Columns Donald Trump’s fate is already reflected in Shakespeare’s plays – a decisive sin derails the king’s madness

The fifth and final show is usually the bloodiest, but Richard Nixon showed the opportunity for a more moderate ending.

Large the ruler is falling. He has committed many sins without facing punishment, but now they have accumulated too much. Resistance is growing. Mental health is upset. He has already lost the game.

But he still has power. He still has time to wreak havoc.

He has been King Lear. Macbeth. Richard II. And Richard III. They are all kings of William Shakespeare’s plays.

Right now, it is claimed that he is also the president of the United States Donald Trump.

Book Trump and Shakespeare appeared as early as April last year, but even the author who wrote it Jeffrey R. Wilson he had no idea how, empathetically, Trump would set out to perform the fifth, or final, performances of Shakespeare’s royal plays.

As early as the beginning of the year, Wilson made the media clever compilations with video samples From the events of previous screenings of Trump and the royal plays.

By December, it was already clear that the president would not approve of the election result. Wilson told The New York Timesthat the behavior was now the classic Shakespeare for the fifth performances.

So the king has retreated to his castle. Anxiety grows. He hacks misconceptions about his “legitimate sovereignty” and accuses the opposition of conspiracy.

Second interesting book Shakespeare in a Divided America also appeared in early 2020. It features a professor James Shapiro made comparisons over the centuries, and Trump was also involved.

No later than these books, Trump and Shakespeare comparisons have flooded the U.S. media.

“The fall of the president has begun, and it has connections to Shakespeare,” the dean wrote Eliot A. Cohen The Atlantic magazine in December and compared Trump Richard II to the protagonist of the play.

Professor Peter C. Herman evaluatesthat the “decisive sin” familiar from Shakespeare’s plays was Trump’s incitement of a crowd to the Congress House on January 6th. After the riot, the Senate was still able to make a ceremonial confirmation of the result of the electoral vote. Mike Pencen under.

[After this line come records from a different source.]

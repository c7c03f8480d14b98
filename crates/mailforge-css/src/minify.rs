//! CSS minification
//!
//! Thin wrappers over lightningcss. Input the parser rejects, or that holds
//! template block markers, is returned trimmed but otherwise untouched so a
//! minification pass can never lose content.

use std::sync::LazyLock;

use lightningcss::stylesheet::{MinifyOptions, ParserOptions, PrinterOptions, StyleAttribute, StyleSheet};
use regex::Regex;

use crate::template::BLOCK_MARKER_PATTERN;

static BLOCK_MARKER: LazyLock<Regex> = LazyLock::new(|| Regex::new(BLOCK_MARKER_PATTERN).unwrap());
static IMPORTANT: LazyLock<Regex> = LazyLock::new(|| Regex::new(r"(?i)\s*!\s*important").unwrap());

fn printer() -> PrinterOptions<'static> {
    PrinterOptions {
        minify: true,
        ..PrinterOptions::default()
    }
}

/// Minify the contents of a `<style>` block
pub fn minify_stylesheet(css: &str) -> String {
    if css.trim().is_empty() {
        return String::new();
    }
    if BLOCK_MARKER.is_match(css) {
        return css.trim().to_string();
    }

    let minified = StyleSheet::parse(css, ParserOptions::default())
        .map_err(|e| e.to_string())
        .and_then(|mut sheet| {
            sheet.minify(MinifyOptions::default()).map_err(|e| e.to_string())?;
            sheet.to_css(printer()).map_err(|e| e.to_string())
        });

    match minified {
        Ok(result) => result.code,
        Err(e) => {
            tracing::debug!("Keeping stylesheet unminified: {}", e);
            css.trim().to_string()
        }
    }
}

/// Minify the declarations of a `style` attribute value
pub fn minify_declarations(declarations: &str) -> String {
    if declarations.trim().is_empty() {
        return String::new();
    }
    if BLOCK_MARKER.is_match(declarations) {
        return declarations.trim().to_string();
    }

    let minified = StyleAttribute::parse(declarations, ParserOptions::default())
        .map_err(|e| e.to_string())
        .and_then(|mut attr| {
            attr.minify(MinifyOptions::default());
            attr.to_css(printer()).map_err(|e| e.to_string())
        });

    match minified {
        Ok(result) => result.code,
        Err(e) => {
            tracing::debug!("Keeping style attribute unminified: {}", e);
            declarations.trim().to_string()
        }
    }
}

/// Remove every `!important` flag
pub fn strip_important(css: &str) -> String {
    IMPORTANT.replace_all(css, "").into_owned()
}
//! Layout components
//!
//! `mj-body` sets the document width, `mj-section` lays out a row of columns
//! and `mj-column` stacks its children in table cells. Outlook gets fixed
//! pixel widths through conditional tables; other clients use the
//! responsive column classes registered as media queries.

use mailforge_dom::{Attributes, RenderContext};

use super::{
    border_width, container_width, html_attributes, padding_side, parse_length, styles, Side, CONTAINER_WIDTH,
    NON_RAW_SIBLINGS,
};
use crate::component::{AttributeType, BodyComponent};
use crate::global::format_number;
use crate::render::Element;
use crate::{CompileError, HeadValue};

const DIRECTION: AttributeType = AttributeType::Enum(&["ltr", "rtl"]);
const VERTICAL_ALIGN: AttributeType = AttributeType::Enum(&["top", "bottom", "middle"]);

/// Box width left for children once padding and borders are removed
fn inner_width(element: &Element<'_, '_>, outer: f64) -> f64 {
    let attr = |name: &str| element.attr(name).map(str::to_string);
    let padding = padding_side(attr, Side::Left) + padding_side(attr, Side::Right);
    let borders = 2.0 * border_width(element.attr("border"));
    (outer - padding - borders).max(0.0)
}

fn px_string(value: f64) -> String {
    format!("{}px", format_number(value))
}

/// `mj-body`: outermost wrapper, fixes the width every section starts from
pub struct Body;

impl BodyComponent for Body {
    fn tag_name(&self) -> &'static str {
        "mj-body"
    }

    fn allowed_attributes(&self) -> &'static [(&'static str, AttributeType)] {
        &[("width", AttributeType::PX), ("background-color", AttributeType::Color)]
    }

    fn default_attributes(&self) -> &'static [(&'static str, &'static str)] {
        &[("width", "600px")]
    }

    fn child_context(&self, element: &Element<'_, '_>) -> RenderContext {
        let width = element.non_empty_attr("width").unwrap_or("600px");
        element.context().for_children().with(CONTAINER_WIDTH, width)
    }

    fn render(&self, element: &mut Element<'_, '_>) -> Result<String, CompileError> {
        let background = element.non_empty_attr("background-color").map(str::to_string);
        if let Some(color) = &background {
            element.global_mut().add("background_color", HeadValue::text(color.as_str()))?;
        }

        let class = element.non_empty_attr("css-class").map(str::to_string);
        let lang = element.global().lang().to_string();
        let dir = element.global().dir().to_string();
        let style = styles(&[("background-color", background.as_deref())]);

        let children = element.render_children()?;
        Ok(format!(
            "<div{}>{}</div>",
            html_attributes(&[
                ("class", class.as_deref()),
                ("style", Some(style.as_str()).filter(|s| !s.is_empty())),
                ("lang", Some(lang.as_str())),
                ("dir", Some(dir.as_str())),
            ]),
            children
        ))
    }
}

/// `mj-section`: one row of columns
pub struct Section;

impl BodyComponent for Section {
    fn tag_name(&self) -> &'static str {
        "mj-section"
    }

    fn allowed_attributes(&self) -> &'static [(&'static str, AttributeType)] {
        &[
            ("background-color", AttributeType::Color),
            ("border", AttributeType::String),
            ("border-radius", AttributeType::String),
            ("direction", DIRECTION),
            ("full-width", AttributeType::Enum(&["full-width", "false"])),
            ("padding", AttributeType::PADDING),
            ("padding-top", AttributeType::PX_PERCENT),
            ("padding-bottom", AttributeType::PX_PERCENT),
            ("padding-left", AttributeType::PX_PERCENT),
            ("padding-right", AttributeType::PX_PERCENT),
            ("text-align", AttributeType::Enum(&["left", "center", "right"])),
        ]
    }

    fn default_attributes(&self) -> &'static [(&'static str, &'static str)] {
        &[("direction", "ltr"), ("padding", "20px 0"), ("text-align", "center")]
    }

    fn child_context(&self, element: &Element<'_, '_>) -> RenderContext {
        let width = inner_width(element, container_width(element.context()));
        element
            .context()
            .for_children()
            .with(CONTAINER_WIDTH, px_string(width))
            .with(NON_RAW_SIBLINGS, element.non_raw_children().len().to_string())
    }

    fn render(&self, element: &mut Element<'_, '_>) -> Result<String, CompileError> {
        let width = format_number(container_width(element.context()));
        let full_width = element.attr("full-width") == Some("full-width");
        let background = element.non_empty_attr("background-color").map(str::to_string);
        let css_class = element.non_empty_attr("css-class").map(str::to_string);
        let outlook_class = css_class.as_deref().map(|c| format!("{}-outlook", c)).unwrap_or_default();

        let max_width = format!("{}px", width);
        let div_style = styles(&[
            ("background", background.as_deref().filter(|_| !full_width)),
            ("background-color", background.as_deref().filter(|_| !full_width)),
            ("margin", Some("0px auto")),
            ("border-radius", element.attr("border-radius")),
            ("max-width", Some(max_width.as_str())),
        ]);
        let table_style = styles(&[
            ("background", background.as_deref().filter(|_| !full_width)),
            ("background-color", background.as_deref().filter(|_| !full_width)),
            ("width", Some("100%")),
            ("border-radius", element.attr("border-radius")),
        ]);
        let td_style = styles(&[
            ("border", element.attr("border")),
            ("direction", element.attr("direction")),
            ("font-size", Some("0px")),
            ("padding", element.attr("padding")),
            ("padding-bottom", element.attr("padding-bottom")),
            ("padding-left", element.attr("padding-left")),
            ("padding-right", element.attr("padding-right")),
            ("padding-top", element.attr("padding-top")),
            ("text-align", element.attr("text-align")),
        ]);

        let context = element.child_context();
        let box_width = container_width(&context);
        let mut columns = String::new();
        for child in element.children() {
            if element.is_raw(child) {
                columns.push_str(&element.render_child(child, &context)?);
                continue;
            }

            let attributes = element.child_attributes(child, &context);
            let siblings = context.get(NON_RAW_SIBLINGS).and_then(|s| s.parse().ok()).unwrap_or(1);
            let (number, unit) = column_width(attributes.get("width").map(String::as_str), siblings);
            let outlook_width = format_number(column_pixels(number, &unit, box_width));
            let child_class = outlook_cell_class(&attributes);
            let vertical_align = attributes.get("vertical-align").map_or("top", String::as_str);

            let rendered = element.render_child(child, &context)?;
            columns.push_str(&format!(
                "<!--[if mso | IE]><td class=\"{}\" style=\"vertical-align:{};width:{}px;\" ><![endif]-->{}<!--[if mso | IE]></td><![endif]-->",
                child_class, vertical_align, outlook_width, rendered
            ));
        }

        let section = format!(
            "<div{} style=\"{}\"><table align=\"center\" border=\"0\" cellpadding=\"0\" cellspacing=\"0\" role=\"presentation\" style=\"{}\"><tbody><tr><td style=\"{}\">\
             <!--[if mso | IE]><table role=\"presentation\" border=\"0\" cellpadding=\"0\" cellspacing=\"0\"><tr><![endif]-->\
             {}<!--[if mso | IE]></tr></table><![endif]--></td></tr></tbody></table></div>",
            html_attributes(&[("class", css_class.as_deref().filter(|_| !full_width))]),
            div_style,
            table_style,
            td_style,
            columns
        );

        let outlook_open = format!(
            "<!--[if mso | IE]><table align=\"center\" border=\"0\" cellpadding=\"0\" cellspacing=\"0\" class=\"{}\" role=\"presentation\" style=\"width:{w}px;\" width=\"{w}\" ><tr><td style=\"line-height:0px;font-size:0px;mso-line-height-rule:exactly;\"><![endif]-->",
            outlook_class,
            w = width
        );
        let outlook_close = "<!--[if mso | IE]></td></tr></table><![endif]-->";

        if !full_width {
            return Ok(format!("{}{}{}", outlook_open, section, outlook_close));
        }

        let full_style = styles(&[
            ("background", background.as_deref()),
            ("background-color", background.as_deref()),
            ("width", Some("100%")),
        ]);
        Ok(format!(
            "<table align=\"center\"{} border=\"0\" cellpadding=\"0\" cellspacing=\"0\" role=\"presentation\" style=\"{}\"><tbody><tr><td>{}{}{}</td></tr></tbody></table>",
            html_attributes(&[("class", css_class.as_deref())]),
            full_style,
            outlook_open,
            section,
            outlook_close
        ))
    }
}

/// Declared column width as number and unit, an equal share of the row when unset
fn column_width(width: Option<&str>, siblings: usize) -> (f64, String) {
    match width.and_then(parse_length) {
        Some((number, unit)) => (number, unit.to_string()),
        None => (100.0 / siblings.max(1) as f64, "%".to_string()),
    }
}

fn column_pixels(number: f64, unit: &str, container: f64) -> f64 {
    if unit == "%" {
        container * number / 100.0
    } else {
        number
    }
}

/// Responsive class of a column, `mj-column-per-50` or `mj-column-px-200`
fn column_class(number: f64, unit: &str) -> String {
    let number = format_number(number).replace('.', "-");
    if unit == "%" {
        format!("mj-column-per-{}", number)
    } else {
        format!("mj-column-px-{}", number)
    }
}

fn outlook_cell_class(attributes: &Attributes) -> String {
    attributes
        .get("css-class")
        .map(|classes| {
            classes
                .split_whitespace()
                .map(|c| format!("{}-outlook", c))
                .collect::<Vec<_>>()
                .join(" ")
        })
        .unwrap_or_default()
}

/// `mj-column`: vertical stack of content inside a section
pub struct Column;

impl Column {
    fn pixel_width(element: &Element<'_, '_>) -> f64 {
        let siblings = element
            .context()
            .get(NON_RAW_SIBLINGS)
            .and_then(|s| s.parse().ok())
            .unwrap_or(1);
        let (number, unit) = column_width(element.attr("width"), siblings);
        column_pixels(number, &unit, container_width(element.context()))
    }
}

impl BodyComponent for Column {
    fn tag_name(&self) -> &'static str {
        "mj-column"
    }

    fn allowed_attributes(&self) -> &'static [(&'static str, AttributeType)] {
        &[
            ("background-color", AttributeType::Color),
            ("border", AttributeType::String),
            ("border-radius", AttributeType::String),
            ("direction", DIRECTION),
            ("padding", AttributeType::PADDING),
            ("padding-top", AttributeType::PX_PERCENT),
            ("padding-bottom", AttributeType::PX_PERCENT),
            ("padding-left", AttributeType::PX_PERCENT),
            ("padding-right", AttributeType::PX_PERCENT),
            ("vertical-align", VERTICAL_ALIGN),
            ("width", AttributeType::PX_PERCENT),
        ]
    }

    fn default_attributes(&self) -> &'static [(&'static str, &'static str)] {
        &[("direction", "ltr"), ("vertical-align", "top")]
    }

    fn child_context(&self, element: &Element<'_, '_>) -> RenderContext {
        let width = inner_width(element, Column::pixel_width(element));
        element.context().for_children().with(CONTAINER_WIDTH, px_string(width))
    }

    fn render(&self, element: &mut Element<'_, '_>) -> Result<String, CompileError> {
        let siblings = element
            .context()
            .get(NON_RAW_SIBLINGS)
            .and_then(|s| s.parse().ok())
            .unwrap_or(1);
        let (number, unit) = column_width(element.attr("width"), siblings);
        let class = column_class(number, &unit);
        element.global_mut().add_media_query(&class, number, &unit);

        let css_class = element
            .non_empty_attr("css-class")
            .map(|c| format!(" {}", c))
            .unwrap_or_default();
        let div_style = styles(&[
            ("font-size", Some("0px")),
            ("text-align", Some("left")),
            ("direction", element.attr("direction")),
            ("display", Some("inline-block")),
            ("vertical-align", element.attr("vertical-align")),
            ("width", Some("100%")),
        ]);

        let has_gutter = ["padding", "padding-top", "padding-right", "padding-bottom", "padding-left"]
            .iter()
            .any(|name| element.non_empty_attr(name).is_some());
        let table_style = styles(&[
            ("background-color", element.attr("background-color")),
            ("border", element.attr("border")),
            ("border-radius", element.attr("border-radius")),
            ("vertical-align", element.attr("vertical-align").filter(|_| !has_gutter)),
        ]);
        let gutter_style = styles(&[
            ("padding", element.attr("padding")),
            ("padding-top", element.attr("padding-top")),
            ("padding-right", element.attr("padding-right")),
            ("padding-bottom", element.attr("padding-bottom")),
            ("padding-left", element.attr("padding-left")),
            ("vertical-align", element.attr("vertical-align")),
        ]);

        let context = element.child_context();
        let mut rows = String::new();
        for child in element.children() {
            if element.is_raw(child) {
                rows.push_str(&element.render_child(child, &context)?);
                continue;
            }

            let attributes = element.child_attributes(child, &context);
            let get = |name: &str| attributes.get(name).map(String::as_str);
            let cell_style = styles(&[
                ("background", get("container-background-color")),
                ("font-size", Some("0px")),
                ("padding", get("padding")),
                ("padding-top", get("padding-top")),
                ("padding-right", get("padding-right")),
                ("padding-bottom", get("padding-bottom")),
                ("padding-left", get("padding-left")),
                ("word-break", Some("break-word")),
            ]);
            let cell = html_attributes(&[("align", get("align")), ("class", get("css-class")), ("style", Some(cell_style.as_str()))]);

            let rendered = element.render_child(child, &context)?;
            rows.push_str(&format!("<tr><td{}>{}</td></tr>", cell, rendered));
        }

        let inner = format!(
            "<table border=\"0\" cellpadding=\"0\" cellspacing=\"0\" role=\"presentation\"{} width=\"100%\"><tbody>{}</tbody></table>",
            html_attributes(&[("style", Some(table_style.as_str()).filter(|s| !s.is_empty()))]),
            rows
        );
        let body = if has_gutter {
            format!(
                "<table border=\"0\" cellpadding=\"0\" cellspacing=\"0\" role=\"presentation\" width=\"100%\"><tbody><tr><td style=\"{}\">{}</td></tr></tbody></table>",
                gutter_style, inner
            )
        } else {
            inner
        };

        Ok(format!(
            "<div class=\"{} mj-outlook-group-fix{}\" style=\"{}\">{}</div>",
            class, css_class, div_style, body
        ))
    }
}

Already in 2016, professor Stephen Greenblatt in turn reviews The New York Timesthat Richard III the play explains Trump’s election victory at the time. Pyrkyri was so openly evil, selfish, charismatic, and arrogant that the environment tried to “normalize the abnormal” in its thinking and allowed the queens to continue until the rise to power. Some even imagined they would benefit from the new ruler.

Until everything fell into ruin.

Contact Trump and Shakespeare’s plays have also been done on theater stages.

In the summer of 2017 in the United States, the titles were collected by a Trump character who murdered night after night Shakespeare Julius Caesar in the production of the play.

In 2017, the same Trump connection also materialized Janne Reinikainen Macbethin directing at the National Theater, albeit briefly.

“Now the last screening of the royal dramas is going on and we are on the very last pages,” Reinikainen estimates. “The point is at the beak of the stick, and for Trump, it could mean going through the prosecution.”

Not all Shakespeare connoisseurs melt the analogy. Trump, for example, is not charged with murders committed by Shakespeare’s sinful rulers. Besides, Trump could perhaps still retreat like Richard Nixon just before the most dramatic showdown.

“These are allegories,” Reinikainen admits. “Already Shakespeare placed the plays in the past, even though they told of his time.”

Soon we will see to what extent they also tell about our time.

The author is the cultural editor of HS.